If I Were You (Inside Out #1)(76)


“I’ll get him press for the gallery.”

“No,” I repeat. “Please, Chris. Do not talk to Mark. I’ve told you. I need to know I can earn this job on my own.”

A muscle in his jaw flexes and I can tell he’s fighting with himself. “I won’t call him.” He cuts me a sideways look. “Your car is at the gallery and I live right nearby. If you won’t go, stay with me tonight. We can stop by your apartment on the way to my place if you like, so you can get some of your things.”

I’d hoped for some alone time to process what is between us but the idea of not seeing Chris for days twists me in knots. How has he become such a part of my life in so short a time?

“Yes. I’d like to stay with you.” I don’t want to go to my apartment, though, and it’s partially because I don’t want Chris to see how humbly I live. No, I correct myself. There’s more to it. My apartment is my old life that I’ve managed to escape for days, and on some level, I fear that I will never escape fully. I glance at Chris’s profile, his masculine beauty, and a deeper fear emerges, a fear that I will never truly belong in this life, his life. But this isn’t suppose to be about me. Rebecca. Remember how this all started. I need the information I pulled from her storage unit to properly investigate her whereabouts.

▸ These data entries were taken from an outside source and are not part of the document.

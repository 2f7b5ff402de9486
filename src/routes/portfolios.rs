use axum::extract::{Path, Query, State};
use axum::http::StatusCode;
use axum::Json;
use serde::Deserialize;
use uuid::Uuid;

use crate::app::AppState;
use crate::db::paginate::PageOptions;
use crate::errors::AppResult;
use crate::jwt::AuthContext;
use crate::models::page::{Page, PortfolioPage};
use crate::models::portfolio::{
    Portfolio, PortfolioCreateRequest, PortfolioFilter, PortfolioUpdateRequest,
};
use crate::services;

#[derive(Debug, Default, Deserialize)]
pub struct ListPortfoliosQuery {
    pub name: Option<String>,
    pub owner: Option<Uuid>,
    #[serde(rename = "sortBy")]
    pub sort_by: Option<String>,
    pub limit: Option<i64>,
    pub page: Option<i64>,
}

impl ListPortfoliosQuery {
    fn split(self) -> (PortfolioFilter, PageOptions) {
        (
            PortfolioFilter {
                name: self.name,
                owner: self.owner,
            },
            PageOptions {
                sort_by: self.sort_by,
                limit: self.limit,
                page: self.page,
            },
        )
    }
}

#[utoipa::path(
    get,
    path = "/portfolios",
    tag = "Portfolios",
    security(("bearerAuth" = [])),
    params(
        ("name" = Option<String>, Query, description = "Filter by name"),
        ("owner" = Option<Uuid>, Query, description = "Filter by owner"),
        ("sortBy" = Option<String>, Query, description = "field:asc|desc"),
        ("limit" = Option<i64>, Query, description = "Page size"),
        ("page" = Option<i64>, Query, description = "Page number")
    ),
    responses((status = 200, description = "Paginated portfolios", body = PortfolioPage))
)]
pub async fn list_portfolios(
    State(state): State<AppState>,
    auth: AuthContext,
    Query(query): Query<ListPortfoliosQuery>,
) -> AppResult<Json<Page<Portfolio>>> {
    let (filter, options) = query.split();
    let page =
        services::portfolio::query_portfolios(&state.pool, &auth.ability, &filter, &options).await?;
    Ok(Json(page))
}

#[utoipa::path(
    post,
    path = "/portfolios",
    tag = "Portfolios",
    security(("bearerAuth" = [])),
    request_body = PortfolioCreateRequest,
    responses((status = 201, description = "Portfolio created", body = Portfolio))
)]
pub async fn create_portfolio(
    State(state): State<AppState>,
    auth: AuthContext,
    Json(payload): Json<PortfolioCreateRequest>,
) -> AppResult<(StatusCode, Json<Portfolio>)> {
    let portfolio =
        services::portfolio::create_portfolio(&state.pool, auth.user_id(), payload).await?;
    Ok((StatusCode::CREATED, Json(portfolio)))
}

#[utoipa::path(
    get,
    path = "/portfolios/{portfolio_id}",
    tag = "Portfolios",
    security(("bearerAuth" = [])),
    params(("portfolio_id" = Uuid, Path, description = "Portfolio id")),
    responses(
        (status = 200, description = "Portfolio detail", body = Portfolio),
        (status = 403, description = "Private portfolio of another user"),
        (status = 404, description = "Not found")
    )
)]
pub async fn get_portfolio(
    State(state): State<AppState>,
    auth: AuthContext,
    Path(portfolio_id): Path<Uuid>,
) -> AppResult<Json<Portfolio>> {
    let portfolio =
        services::portfolio::get_portfolio_by_id(&state.pool, &auth.ability, portfolio_id).await?;
    Ok(Json(portfolio))
}

#[utoipa::path(
    patch,
    path = "/portfolios/{portfolio_id}",
    tag = "Portfolios",
    security(("bearerAuth" = [])),
    params(("portfolio_id" = Uuid, Path, description = "Portfolio id")),
    request_body = PortfolioUpdateRequest,
    responses(
        (status = 200, description = "Portfolio updated", body = Portfolio),
        (status = 400, description = "Attempted to change the owner"),
        (status = 403, description = "Not the owner")
    )
)]
pub async fn update_portfolio(
    State(state): State<AppState>,
    auth: AuthContext,
    Path(portfolio_id): Path<Uuid>,
    Json(payload): Json<PortfolioUpdateRequest>,
) -> AppResult<Json<Portfolio>> {
    let portfolio =
        services::portfolio::update_portfolio_by_id(&state.pool, &auth.ability, portfolio_id, payload)
            .await?;
    Ok(Json(portfolio))
}

#[utoipa::path(
    delete,
    path = "/portfolios/{portfolio_id}",
    tag = "Portfolios",
    security(("bearerAuth" = [])),
    params(("portfolio_id" = Uuid, Path, description = "Portfolio id")),
    responses((status = 204, description = "Portfolio deleted"))
)]
pub async fn delete_portfolio(
    State(state): State<AppState>,
    auth: AuthContext,
    Path(portfolio_id): Path<Uuid>,
) -> AppResult<StatusCode> {
    services::portfolio::delete_portfolio_by_id(&state.pool, &auth.ability, portfolio_id).await?;
    Ok(StatusCode::NO_CONTENT)
}
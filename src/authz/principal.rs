use std::fmt;

use uuid::Uuid;

/// Authenticated identity plus role, resolved once per request from a
/// verified bearer token. Immutable for the lifetime of the request.
#[derive(Debug, Clone, Copy, PartialEq, Eq)]
pub struct Principal {
    pub id: Uuid,
    pub role: Role,
}

impl Principal {
    pub fn new(id: Uuid, role: Role) -> Self {
        Self { id, role }
    }
}

#[derive(Debug, Clone, Copy, PartialEq, Eq)]
pub enum Role {
    Admin,
    User,
    /// Unrecognized role strings collapse to Anonymous, which holds no
    /// grants. Deny is a verdict here, not an error.
    Anonymous,
}

impl Role {
    pub fn parse(value: &str) -> Self {
        match value {
            "admin" => Role::Admin,
            "user" => Role::User,
            _ => Role::Anonymous,
        }
    }

    pub fn as_str(&self) -> &'static str {
        match self {
            Role::Admin => "admin",
            Role::User => "user",
            Role::Anonymous => "anonymous",
        }
    }
}

impl fmt::Display for Role {
    fn fmt(&self, f: &mut fmt::Formatter<'_>) -> fmt::Result {
        f.write_str(self.as_str())
    }
}
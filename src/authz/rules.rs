use uuid::Uuid;

use super::evaluator::Ability;
use super::principal::{Principal, Role};

/// Fields a regular user may change on their own record.
pub const USER_SELF_UPDATE_FIELDS: &[&str] = &["name", "password"];

#[derive(Debug, Clone, Copy, PartialEq, Eq)]
pub enum Action {
    Create,
    Read,
    Update,
    Delete,
    /// Superset action: a `Manage` rule grants every other action.
    Manage,
}

impl Action {
    pub(crate) fn covered_by(self, granted: Action) -> bool {
        granted == Action::Manage || granted == self
    }

    pub fn as_str(&self) -> &'static str {
        match self {
            Action::Create => "create",
            Action::Read => "read",
            Action::Update => "update",
            Action::Delete => "delete",
            Action::Manage => "manage",
        }
    }
}

#[derive(Debug, Clone, Copy, PartialEq, Eq)]
pub enum Effect {
    Allow,
    Deny,
}

#[derive(Debug, Clone, Copy, PartialEq, Eq)]
pub enum Resource {
    User,
    Portfolio,
    /// Wildcard, used by the anonymous deny-all rule.
    All,
}

impl Resource {
    fn matches(self, other: Resource) -> bool {
        self == Resource::All || self == other
    }
}

/// Rule condition as plain data rather than a closure or query tree: it can
/// be evaluated against an already-loaded instance and translated into a
/// list-query filter by the services.
#[derive(Debug, Clone, Copy, PartialEq, Eq)]
pub enum Condition {
    /// Instance id equals the given user id.
    SelfIs(Uuid),
    /// Portfolio owner equals the given user id.
    OwnerIs(Uuid),
    /// Portfolio is publicly visible.
    IsPublic,
}

impl Condition {
    pub(crate) fn holds(&self, subject: &Subject) -> bool {
        match (self, subject) {
            (Condition::SelfIs(id), Subject::User { id: subject_id }) => subject_id == id,
            (Condition::OwnerIs(id), Subject::Portfolio { owner, .. }) => owner == id,
            (Condition::IsPublic, Subject::Portfolio { public, .. }) => *public,
            _ => false,
        }
    }
}

/// The attributes of a concrete resource instance that rule conditions can
/// see. Built by services from loaded (or about-to-be-written) records.
#[derive(Debug, Clone, Copy, PartialEq, Eq)]
pub enum Subject {
    User { id: Uuid },
    Portfolio { owner: Uuid, public: bool },
}

impl Subject {
    pub fn user(id: Uuid) -> Self {
        Subject::User { id }
    }

    pub fn portfolio(owner: Uuid, public: bool) -> Self {
        Subject::Portfolio { owner, public }
    }

    pub(crate) fn resource(&self) -> Resource {
        match self {
            Subject::User { .. } => Resource::User,
            Subject::Portfolio { .. } => Resource::Portfolio,
        }
    }
}

/// One allow/deny statement. Rules are ordered; the evaluator keeps the last
/// matching rule's effect.
#[derive(Debug, Clone, Copy)]
pub struct Rule {
    pub effect: Effect,
    pub action: Action,
    pub resource: Resource,
    /// `None` grants every field.
    pub fields: Option<&'static [&'static str]>,
    pub condition: Option<Condition>,
}

impl Rule {
    pub fn allow(action: Action, resource: Resource) -> Self {
        Self {
            effect: Effect::Allow,
            action,
            resource,
            fields: None,
            condition: None,
        }
    }

    pub fn deny(action: Action, resource: Resource) -> Self {
        Self {
            effect: Effect::Deny,
            ..Self::allow(action, resource)
        }
    }

    pub fn when(mut self, condition: Condition) -> Self {
        self.condition = Some(condition);
        self
    }

    pub fn on_fields(mut self, fields: &'static [&'static str]) -> Self {
        self.fields = Some(fields);
        self
    }

    /// A rule matches when it covers the action, targets the subject's
    /// resource type, grants the requested field and its condition holds
    /// against the instance. A failed condition means "does not match",
    /// never "deny".
    pub(crate) fn matches(&self, action: Action, subject: &Subject, field: Option<&str>) -> bool {
        if !action.covered_by(self.action) || !self.resource.matches(subject.resource()) {
            return false;
        }

        if let (Some(field), Some(fields)) = (field, self.fields) {
            if !fields.contains(&field) {
                return false;
            }
        }

        match &self.condition {
            Some(condition) => condition.holds(subject),
            None => true,
        }
    }
}

/// Build the rule set for a principal. Pure function of role and id; called
/// once per request by the auth extractor.
pub fn abilities_for(principal: &Principal) -> Ability {
    let rules = match principal.role {
        Role::Admin => vec![Rule::allow(Action::Manage, Resource::User)],
        Role::User => vec![
            Rule::allow(Action::Read, Resource::User).when(Condition::SelfIs(principal.id)),
            Rule::allow(Action::Update, Resource::User)
                .on_fields(USER_SELF_UPDATE_FIELDS)
                .when(Condition::SelfIs(principal.id)),
            Rule::allow(Action::Manage, Resource::Portfolio).when(Condition::OwnerIs(principal.id)),
            Rule::allow(Action::Read, Resource::Portfolio).when(Condition::IsPublic),
        ],
        Role::Anonymous => vec![Rule::deny(Action::Manage, Resource::All)],
    };

    Ability::new(rules)
}
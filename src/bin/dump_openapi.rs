use utoipa::OpenApi;

use folio_api::docs::ApiDoc;

fn main() -> anyhow::Result<()> {
    let doc = ApiDoc::openapi();
    println!("{}", serde_json::to_string_pretty(&doc)?);
    Ok(())
}
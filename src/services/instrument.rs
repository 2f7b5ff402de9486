use sqlx::{QueryBuilder, Sqlite, SqlitePool};
use uuid::Uuid;

use crate::authz::{Ability, Action};
use crate::db::paginate::PageOptions;
use crate::errors::{AppError, AppResult};
use crate::models::instrument::{
    DbInstrument, Instrument, InstrumentCreateRequest, InstrumentFilter, InstrumentUpdateRequest,
};
use crate::models::page::Page;
use crate::services::portfolio::check_portfolio_access;
use crate::utils::utc_now;

const SORT_COLUMNS: &[&str] = &["symbol", "name", "created_at", "updated_at"];

// Instruments declare no rules of their own: every operation authorizes the
// parent portfolio first (read access for reads, manage for writes).

pub async fn create_instrument(
    pool: &SqlitePool,
    ability: &Ability,
    portfolio_id: Uuid,
    body: InstrumentCreateRequest,
) -> AppResult<Instrument> {
    check_portfolio_access(pool, ability, portfolio_id, Action::Manage).await?;

    let now = utc_now();
    let id = Uuid::new_v4();

    sqlx::query(
        "INSERT INTO instruments (id, portfolio_id, symbol, name, created_at, updated_at) VALUES (?, ?, ?, ?, ?, ?)",
    )
    .bind(id)
    .bind(portfolio_id)
    .bind(&body.symbol)
    .bind(&body.name)
    .bind(now)
    .bind(now)
    .execute(pool)
    .await?;

    fetch_instrument(pool, portfolio_id, id).await?.try_into()
}

pub async fn query_instruments(
    pool: &SqlitePool,
    ability: &Ability,
    portfolio_id: Uuid,
    filter: &InstrumentFilter,
    options: &PageOptions,
) -> AppResult<Page<Instrument>> {
    check_portfolio_access(pool, ability, portfolio_id, Action::Read).await?;

    let order_by = options.order_by(SORT_COLUMNS, "created_at DESC")?;

    let mut count_query = QueryBuilder::new("SELECT COUNT(1) FROM instruments WHERE portfolio_id = ");
    count_query.push_bind(portfolio_id);
    push_filters(&mut count_query, filter);
    let total: i64 = count_query.build_query_scalar().fetch_one(pool).await?;

    let mut select_query = QueryBuilder::new(
        "SELECT id, portfolio_id, symbol, name, created_at, updated_at FROM instruments WHERE portfolio_id = ",
    );
    select_query.push_bind(portfolio_id);
    push_filters(&mut select_query, filter);
    select_query.push(format!(" ORDER BY {order_by} LIMIT "));
    select_query.push_bind(options.limit());
    select_query.push(" OFFSET ");
    select_query.push_bind(options.offset());

    let rows: Vec<DbInstrument> = select_query.build_query_as().fetch_all(pool).await?;
    let results: Vec<Instrument> = rows
        .into_iter()
        .map(Instrument::try_from)
        .collect::<Result<_, _>>()?;

    Ok(Page::new(results, options.page(), options.limit(), total))
}

pub async fn get_instrument_by_id(
    pool: &SqlitePool,
    ability: &Ability,
    portfolio_id: Uuid,
    instrument_id: Uuid,
) -> AppResult<Instrument> {
    check_portfolio_access(pool, ability, portfolio_id, Action::Read).await?;

    fetch_instrument(pool, portfolio_id, instrument_id)
        .await?
        .try_into()
}

pub async fn update_instrument_by_id(
    pool: &SqlitePool,
    ability: &Ability,
    portfolio_id: Uuid,
    instrument_id: Uuid,
    body: InstrumentUpdateRequest,
) -> AppResult<Instrument> {
    check_portfolio_access(pool, ability, portfolio_id, Action::Manage).await?;

    if body.is_empty() {
        return Err(AppError::bad_request("at least one field must be provided"));
    }

    let mut instrument = fetch_instrument(pool, portfolio_id, instrument_id).await?;
    if let Some(symbol) = body.symbol {
        instrument.symbol = symbol;
    }
    if let Some(name) = body.name {
        instrument.name = name;
    }

    let now = utc_now();
    sqlx::query("UPDATE instruments SET symbol = ?, name = ?, updated_at = ? WHERE id = ?")
        .bind(&instrument.symbol)
        .bind(&instrument.name)
        .bind(now)
        .bind(instrument.id)
        .execute(pool)
        .await?;

    instrument.updated_at = now;
    instrument.try_into()
}

pub async fn delete_instrument_by_id(
    pool: &SqlitePool,
    ability: &Ability,
    portfolio_id: Uuid,
    instrument_id: Uuid,
) -> AppResult<Instrument> {
    check_portfolio_access(pool, ability, portfolio_id, Action::Manage).await?;

    let instrument = fetch_instrument(pool, portfolio_id, instrument_id).await?;
    sqlx::query("DELETE FROM instruments WHERE id = ?")
        .bind(instrument.id)
        .execute(pool)
        .await?;

    instrument.try_into()
}

async fn fetch_instrument(
    pool: &SqlitePool,
    portfolio_id: Uuid,
    instrument_id: Uuid,
) -> AppResult<DbInstrument> {
    sqlx::query_as::<_, DbInstrument>(
        "SELECT id, portfolio_id, symbol, name, created_at, updated_at FROM instruments WHERE id = ? AND portfolio_id = ?",
    )
    .bind(instrument_id)
    .bind(portfolio_id)
    .fetch_optional(pool)
    .await?
    .ok_or_else(|| AppError::not_found("instrument not found"))
}

fn push_filters(query: &mut QueryBuilder<'_, Sqlite>, filter: &InstrumentFilter) {
    if let Some(symbol) = &filter.symbol {
        query.push(" AND symbol = ");
        query.push_bind(symbol.clone());
    }
    if let Some(name) = &filter.name {
        query.push(" AND name = ");
        query.push_bind(name.clone());
    }
}
use serde::Serialize;
use utoipa::ToSchema;

use super::instrument::Instrument;
use super::portfolio::Portfolio;
use super::user::User;

/// Paginated query result. The field names are part of the API contract,
/// camelCased to match what clients of the original service expect.
#[derive(Debug, Serialize, ToSchema)]
#[serde(rename_all = "camelCase")]
#[aliases(UserPage = Page<User>, PortfolioPage = Page<Portfolio>, InstrumentPage = Page<Instrument>)]
pub struct Page<T> {
    pub results: Vec<T>,
    pub page: i64,
    pub limit: i64,
    pub total_pages: i64,
    pub total_results: i64,
}

impl<T> Page<T> {
    pub fn new(results: Vec<T>, page: i64, limit: i64, total_results: i64) -> Self {
        let total_pages = if limit > 0 {
            (total_results + limit - 1) / limit
        } else {
            0
        };

        Self {
            results,
            page,
            limit,
            total_pages,
            total_results,
        }
    }

    pub fn empty(page: i64, limit: i64) -> Self {
        Self::new(Vec::new(), page, limit, 0)
    }
}
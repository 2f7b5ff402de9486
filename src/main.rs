use folio_api::{app, db, docs};

#[tokio::main]
async fn main() -> anyhow::Result<()> {
    load_env();
    init_tracing();

    let pool = db::init().await?;
    let app = app::create_app(pool).await?;
    let app = app.merge(docs::swagger_routes());

    let port = std::env::var("APP_PORT")
        .ok()
        .and_then(|value| value.parse::<u16>().ok())
        .unwrap_or(8000);

    let addr = std::net::SocketAddr::from(([0, 0, 0, 0], port));
    tracing::info!("listening on {}", addr);

    let listener = tokio::net::TcpListener::bind(addr).await?;
    axum::serve(listener, app.into_make_service()).await?;

    Ok(())
}

fn load_env() {
    if dotenvy::dotenv().is_ok() {
        return;
    }

    let crate_env = std::path::Path::new(env!("CARGO_MANIFEST_DIR")).join(".env");
    let _ = dotenvy::from_path(crate_env);
}

fn init_tracing() {
    use tracing_subscriber::layer::SubscriberExt;
    use tracing_subscriber::util::SubscriberInitExt;

    let fmt_layer = tracing_subscriber::fmt::layer()
        .with_target(false)
        .with_thread_ids(false)
        .with_thread_names(false);

    let filter_layer = tracing_subscriber::EnvFilter::try_from_default_env()
        .unwrap_or_else(|_| tracing_subscriber::EnvFilter::new("info"));

    tracing_subscriber::registry()
        .with(filter_layer)
        .with(fmt_layer)
        .init();
}
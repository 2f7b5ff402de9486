use utoipa::openapi::security::{HttpAuthScheme, HttpBuilder, SecurityScheme};
use utoipa::{Modify, OpenApi};
use utoipa_swagger_ui::SwaggerUi;

use crate::models;
use crate::routes;

#[derive(OpenApi)]
#[openapi(
    paths(
        routes::health::health,
        routes::auth::register,
        routes::auth::login,
        routes::auth::refresh,
        routes::auth::logout,
        routes::auth::me,
        routes::users::list_users,
        routes::users::create_user,
        routes::users::get_user,
        routes::users::update_user,
        routes::users::delete_user,
        routes::portfolios::list_portfolios,
        routes::portfolios::create_portfolio,
        routes::portfolios::get_portfolio,
        routes::portfolios::update_portfolio,
        routes::portfolios::delete_portfolio,
        routes::instruments::list_instruments,
        routes::instruments::create_instrument,
        routes::instruments::get_instrument,
        routes::instruments::update_instrument,
        routes::instruments::delete_instrument,
    ),
    components(
        schemas(
            routes::health::HealthResponse,
            routes::auth::MessageResponse,
            models::user::User,
            models::user::AuthResponse,
            models::user::LoginRequest,
            models::user::RegisterRequest,
            models::user::RefreshRequest,
            models::user::UserCreateRequest,
            models::user::UserUpdateRequest,
            models::portfolio::Portfolio,
            models::portfolio::PortfolioCreateRequest,
            models::portfolio::PortfolioUpdateRequest,
            models::instrument::Instrument,
            models::instrument::InstrumentCreateRequest,
            models::instrument::InstrumentUpdateRequest,
            models::page::UserPage,
            models::page::PortfolioPage,
            models::page::InstrumentPage,
        )
    ),
    modifiers(&SecurityAddon),
    tags(
        (name = "Health", description = "Service health"),
        (name = "Auth", description = "Authentication endpoints"),
        (name = "Users", description = "User management (admin, plus self read/update)"),
        (name = "Portfolios", description = "Portfolio management"),
        (name = "Instruments", description = "Instruments within a portfolio")
    )
)]
pub struct ApiDoc;

struct SecurityAddon;

impl Modify for SecurityAddon {
    fn modify(&self, openapi: &mut utoipa::openapi::OpenApi) {
        if let Some(components) = openapi.components.as_mut() {
            components.add_security_scheme(
                "bearerAuth",
                SecurityScheme::Http(
                    HttpBuilder::new()
                        .scheme(HttpAuthScheme::Bearer)
                        .bearer_format("JWT")
                        .build(),
                ),
            );
        }
    }
}

pub fn swagger_routes() -> SwaggerUi {
    SwaggerUi::new("/docs").url("/api-docs/openapi.json", ApiDoc::openapi())
}
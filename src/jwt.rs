use std::sync::Arc;

use axum::async_trait;
use axum::extract::FromRequestParts;
use axum::http::request::Parts;
use jsonwebtoken::{DecodingKey, EncodingKey, Header, Validation};
use serde::{Deserialize, Serialize};
use uuid::Uuid;

use crate::app::AppState;
use crate::authz::{abilities_for, Ability, Principal, Role};
use crate::errors::AppError;

#[derive(Debug, Clone)]
pub struct JwtConfig {
    pub secret: Arc<Vec<u8>>,
    pub access_exp_minutes: i64,
    pub refresh_exp_days: i64,
}

impl JwtConfig {
    pub fn from_env() -> Result<Self, AppError> {
        let secret =
            std::env::var("JWT_SECRET").map_err(|_| AppError::configuration("JWT_SECRET not set"))?;
        let access_exp_minutes = std::env::var("JWT_ACCESS_EXP_MINUTES")
            .map(|val| val.parse::<i64>())
            .unwrap_or(Ok(30))
            .map_err(|_| AppError::configuration("JWT_ACCESS_EXP_MINUTES must be a valid integer"))?;
        let refresh_exp_days = std::env::var("JWT_REFRESH_EXP_DAYS")
            .map(|val| val.parse::<i64>())
            .unwrap_or(Ok(30))
            .map_err(|_| AppError::configuration("JWT_REFRESH_EXP_DAYS must be a valid integer"))?;

        Ok(Self {
            secret: Arc::new(secret.into_bytes()),
            access_exp_minutes,
            refresh_exp_days,
        })
    }

    pub fn encode_access(&self, user_id: Uuid) -> Result<String, AppError> {
        self.encode(user_id, TokenKind::Access, chrono::Duration::minutes(self.access_exp_minutes))
    }

    pub fn encode_refresh(&self, user_id: Uuid) -> Result<String, AppError> {
        self.encode(user_id, TokenKind::Refresh, chrono::Duration::days(self.refresh_exp_days))
    }

    fn encode(
        &self,
        user_id: Uuid,
        kind: TokenKind,
        ttl: chrono::Duration,
    ) -> Result<String, AppError> {
        let now = chrono::Utc::now();
        // jti keeps tokens unique even when two are minted within the same
        // second, which matters for the stored refresh-token hashes.
        let claims = Claims {
            sub: user_id,
            exp: (now + ttl).timestamp() as usize,
            iat: now.timestamp() as usize,
            jti: Uuid::new_v4(),
            kind,
        };

        jsonwebtoken::encode(&Header::default(), &claims, &EncodingKey::from_secret(&self.secret))
            .map_err(|err| AppError::token(err.to_string()))
    }

    pub fn decode(&self, token: &str, expected: TokenKind) -> Result<Claims, AppError> {
        let mut validation = Validation::default();
        validation.validate_exp = true;

        let claims = jsonwebtoken::decode::<Claims>(
            token,
            &DecodingKey::from_secret(&self.secret),
            &validation,
        )
        .map(|data| data.claims)
        .map_err(|err| AppError::token(err.to_string()))?;

        if claims.kind != expected {
            return Err(AppError::token("wrong token type"));
        }

        Ok(claims)
    }
}

#[derive(Debug, Clone, Copy, PartialEq, Eq, Serialize, Deserialize)]
#[serde(rename_all = "lowercase")]
pub enum TokenKind {
    Access,
    Refresh,
}

#[derive(Debug, Clone, Serialize, Deserialize)]
pub struct Claims {
    pub sub: Uuid,
    pub exp: usize,
    pub iat: usize,
    pub jti: Uuid,
    pub kind: TokenKind,
}

/// Per-request authentication context: the resolved principal and its
/// freshly built ability. Extracted from the bearer token; the user row is
/// loaded so the role reflects the database, not the token.
#[derive(Debug, Clone)]
pub struct AuthContext {
    pub principal: Principal,
    pub ability: Ability,
}

impl AuthContext {
    pub fn user_id(&self) -> Uuid {
        self.principal.id
    }
}

#[async_trait]
impl FromRequestParts<AppState> for AuthContext {
    type Rejection = AppError;

    async fn from_request_parts(parts: &mut Parts, state: &AppState) -> Result<Self, Self::Rejection> {
        let token = parts
            .headers
            .get(axum::http::header::AUTHORIZATION)
            .and_then(|value| value.to_str().ok())
            .and_then(|value| value.strip_prefix("Bearer "))
            .ok_or_else(|| AppError::unauthorized("Please authenticate"))?;

        let claims = state.jwt.decode(token, TokenKind::Access)?;

        let role: Option<String> = sqlx::query_scalar("SELECT role FROM users WHERE id = ?")
            .bind(claims.sub)
            .fetch_optional(&state.pool)
            .await?;

        let role = role.ok_or_else(|| AppError::unauthorized("Please authenticate"))?;
        let principal = Principal::new(claims.sub, Role::parse(&role));
        let ability = abilities_for(&principal);

        Ok(AuthContext { principal, ability })
    }
}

I have to go by my apartment.





Chapter Twenty-Seven





The sun is setting by the time we pull up to my apartment building and Chris parks his 911 in the midst of much humbler vehicles I imagine he can’t help but notice.

“I’ll just be a few minutes,” I say, and quickly exit the 911. Chris is already rounding the trunk when I stand up. So much for my escape strategy. “You don’t have to come in.”

“But I want to.” There is no give to his voice and he slides his fingers between mine and motions me forward. “Lead the way.”

Resigned to a battle I can’t win, I head toward my red brick building with Chris by my side and quickly find my door. I tug the keys from my purse, and hesitate. The journals are laying out on the coffee table. I can’t hide them from Chris. There’s no possible way.

Chris reaches around me, his big body framing mine, and takes the keys. He turns the key and shoves open the door.

Adrenaline pours through me and I rush inside, darting for the coffee table. I start to stack the journals, and the only bright side to their location, and my present state of panic, is I have something to worry about other than my simple brown couch and my $500 dining room set.

The door shuts behind me and the jolt somehow rakes my raw nerves to the point that two of the journals tumble to the ground. Chris is there, as he always is when I drop things, picking them up.

I sink to the couch and set the three in my hands on the coffee table before accepting the ones in his hands. He sits beside me, studying me, ignoring the journals that are all I can think about. “What’s wrong, baby? Why is bringing me in making you this frazzled. I don’t care about your apartment. I care about you.”

My eyes go wide. He cares about me. It’s the closest thing to truly admitting this ‘thing’, for lack of a better term, between us is more than sex. “It’s a lot of things but no, I didn’t want you to see my little bitty apartment.”

He continues to study me with far too much scrutiny. “What else? And don’t say nothing. You already said it was more than the apartment.”

My gaze falls to the journals on the table, and suddenly I desperately want to tell Chris about them. “If I tell you, I’m not sure how you’ll react.” I glance up at him. “Call this reveal my dark secret that might send you running.”

“I won’t run, Sara.” He pulls my legs over his, holding me captive, and I wonder if he knows this. I suspect he does. Chris has a way of controlling things, controlling me. “Talk to me.”

“The journals on the table are Rebecca’s.” The words tumble out of me, and it is a relief to say them. “Her personal journals, with her most intimate thoughts inside.”

“Rebecca’s journals,” he repeats flatly, his expression as unreadable as his tone. “Did you get them from the gallery?”

“My neighbor bought a storage unit at an auction—people buy the ones that aren’t paid for and then sell the items for profit. She planned to do that but her rich doctor fiancé, who she barely knew, whisked her off to Paris. She left the storage unit for me to take care of.”

“You have a storage unit filled with Rebecca’s things?”

“Right. I couldn’t bear getting rid of her things. I wanted to find her and return the items to her. That’s how I started reading her journals and there were so many similarities in our lives that I knew I had to find her.”

“So you went to the gallery.”

His tone isn’t flat anymore. It’s sharp as steel, and his expression stony, his jaw tight, and nerves explode in my stomach in response. He doesn’t like what I’m telling him. I’ve made a mistake sharing this. “I was worried about her,” I say defensively. “I still am and...and my good intentions have snowballed out of control.”

He sets my legs down and straightens, staring at the journals. Seconds tick by, the tension in the room is volatile, stretching tighter, and I have a sense of a rubber band about to pop.